Proton is a macOS backdoor that focuses on data theft and credential access. It affects the following operating systems: macOS. Proton gathers credentials in files for keychains, 1password, and Google Chrome. It uses an encrypted file to store commands and configuration values. Proton removes logs from /var/logs and /Library/logs. Proton uses VNC to connect into systems. Proton zips up files before exfiltrating them. Proton kills security tools like Wireshark that are running. Proton modifies the tty_tickets line in the sudoers file. Proton removes all files in the /tmp directory. Proton persists via Launch Agent. Proton uses a keylogger to capture keystrokes.
Proton Malware Capabilities
Proton may use various methods to acquire credentials from a system, including Keychain, web browsers, and third-party password managers. They may also use screen capturing and system logs to gather information. Additionally, Proton may use VNC to remotely control machines.
- Proton is a tool that may be used to acquire credentials from Keychain and other password managers, as well as to abuse Unix shell commands and scripts.
- Proton may also acquire credentials from web browsers by reading files specific to the target browser, or by mimicking common operating system GUI components to prompt users for credentials with a seemingly legitimate prompt.
- Proton may attempt to take screenshots or clear system logs to hide evidence of an intrusion. VNC may be used to remotely control machines.
- Proton may compress and/or encrypt data that is collected prior to exfiltration in order to obfuscate the collected data and minimize the amount of data sent over the network. Additionally, Proton may modify and/or disable security tools to avoid detection, and may use sudo caching and/or the sudoers file to elevate privileges.
- Proton may delete files left behind by the actions of their intrusion activity. This can include malware, tools, or other non-native files dropped or created on a system by an adversary.
- Proton may create or modify launch agents to repeatedly execute malicious payloads as part of persistence. This could allow Proton to install malware or other malicious payloads without the user's knowledge or consent.

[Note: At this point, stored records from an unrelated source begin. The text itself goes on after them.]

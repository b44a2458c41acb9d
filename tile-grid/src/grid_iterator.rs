//
// Copyright (c) Pirmin Kalberer. All rights reserved.
// Licensed under the MIT License. See LICENSE file in the project root for full license information.
//

//! Grid iterators

use crate::tile::{TileIndex, TileRange};
use std::convert::TryFrom;

/// Column-major iterator over the valid tiles of a tile range
pub struct TileIter {
    z: u8,
    x: i64,
    y: i64,
    limit: TileRange,
    finished: bool,
}

impl TileIter {
    pub fn new(zoom: u8, range: &TileRange) -> TileIter {
        let limit = range.clip(zoom);
        TileIter {
            z: zoom,
            x: limit.minx,
            y: limit.miny,
            finished: limit.is_empty(),
            limit,
        }
    }
}

impl Iterator for TileIter {
    type Item = TileIndex;

    fn next(&mut self) -> Option<Self::Item> {
        if self.finished {
            return None;
        }
        let current = TileIndex::new(self.z, self.x as u32, self.y as u32);
        if self.y < self.limit.maxy {
            self.y += 1;
        } else if self.x < self.limit.maxx {
            self.x += 1;
            self.y = self.limit.miny;
        } else {
            self.finished = true;
        }
        Some(current)
    }

    fn size_hint(&self) -> (usize, Option<usize>) {
        if self.finished {
            return (0, Some(0));
        }
        let rows = (self.limit.maxy - self.limit.miny + 1) as u64;
        let remaining = ((self.limit.maxx - self.x) as u64)
            .checked_mul(rows)
            .and_then(|n| n.checked_add((self.limit.maxy - self.y + 1) as u64))
            .and_then(|n| usize::try_from(n).ok());
        match remaining {
            Some(n) => (n, Some(n)),
            None => (usize::MAX, None),
        }
    }
}

#[test]
fn test_mercator_iter() {
    let range = TileRange {
        minx: 0,
        miny: 0,
        maxx: 1,
        maxy: 1,
    };
    let cells = TileIter::new(1, &range).collect::<Vec<_>>();
    assert_eq!(
        cells,
        vec![
            TileIndex::new(1, 0, 0),
            TileIndex::new(1, 0, 1),
            TileIndex::new(1, 1, 0),
            TileIndex::new(1, 1, 1),
        ]
    );

    let cells = TileIter::new(0, &range).collect::<Vec<_>>();
    assert_eq!(cells, vec![TileIndex::new(0, 0, 0)]);

    let range = TileRange {
        minx: 2,
        miny: 1,
        maxx: 3,
        maxy: 3,
    };
    let iter = TileIter::new(2, &range);
    assert_eq!(iter.size_hint(), (6, Some(6)));
    let cells = iter.map(|t| (t.x, t.y)).collect::<Vec<_>>();
    assert_eq!(cells, vec![(2, 1), (2, 2), (2, 3), (3, 1), (3, 2), (3, 3)]);
}

#[test]
fn test_out_of_range() {
    // partly outside
    let range = TileRange {
        minx: -2,
        miny: -1,
        maxx: 0,
        maxy: 5,
    };
    let cells = TileIter::new(1, &range).collect::<Vec<_>>();
    assert_eq!(cells, vec![TileIndex::new(1, 0, 0), TileIndex::new(1, 0, 1)]);

    // completely outside
    let range = TileRange {
        minx: 4,
        miny: 0,
        maxx: 6,
        maxy: 1,
    };
    assert_eq!(TileIter::new(2, &range).count(), 0);

    // inverted
    let range = TileRange {
        minx: 1,
        miny: 0,
        maxx: 0,
        maxy: 1,
    };
    assert_eq!(TileIter::new(3, &range).count(), 0);
}

#[test]
fn test_size_hint_full_world() {
    let range = TileRange {
        minx: 0,
        miny: 0,
        maxx: i64::MAX,
        maxy: i64::MAX,
    };
    let mut iter = TileIter::new(30, &range);
    let total: u64 = 1 << 60;
    let expected = match usize::try_from(total) {
        Ok(n) => (n, Some(n)),
        Err(_) => (usize::MAX, None),
    };
    assert_eq!(iter.size_hint(), expected);
    assert_eq!(iter.next(), Some(TileIndex::new(30, 0, 0)));
    assert_eq!(iter.next(), Some(TileIndex::new(30, 0, 1)));
    if let Ok(n) = usize::try_from(total - 2) {
        assert_eq!(iter.size_hint(), (n, Some(n)));
    }
}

- Proton may log user keystrokes in order to capture credentials as they are typed. This may be used to gain access to new opportunities when other methods (such as OS credential dumping) are not successful. Keylogging can be a time-consuming process, so an adversary may need to intercept keystrokes for a significant period of time before they are able to capture any useful information.
Ways to Mitigate Proton Malware Attacks Capabilities
- The above text discusses how to mitigate Proton malware attacks. One way is to monitor system calls to the keychain, which can help identify suspicious processes that are trying to access it. Another way is to restrict script usage on systems where it is not commonly used, as this can indicate that a malicious script is running. Finally, API calls, file read events, and processes can be monitored for suspicious activity that could indicate an attempt to steal passwords from a password manager.
- Proton malware can be mitigated by detecting the action of deobfuscating or decoding files or information, identifying web browser files that contain credentials, and monitoring process execution for unusual programs.
- The Proton malware attack can be mitigated by monitoring for screen capture behavior and file system modification. VNC use may be legitimate, but other activity after a remote login may be suspicious.
- The Proton can be mitigated by using archival software and archived files to detect the presence of the malware. Additionally, security tools and services can be killed or stopped by monitoring processes and command-line arguments. Finally, the use of auditd on Linux systems can help to identify when a user's ID and effective ID are different.
- Other ways to mitigate Proton malware infections include:,monitoring for known deletion and secure deletion tools that are not already on systems within an enterprise network, monitoring for Launch Agent creation, and monitoring for keylogging API calls.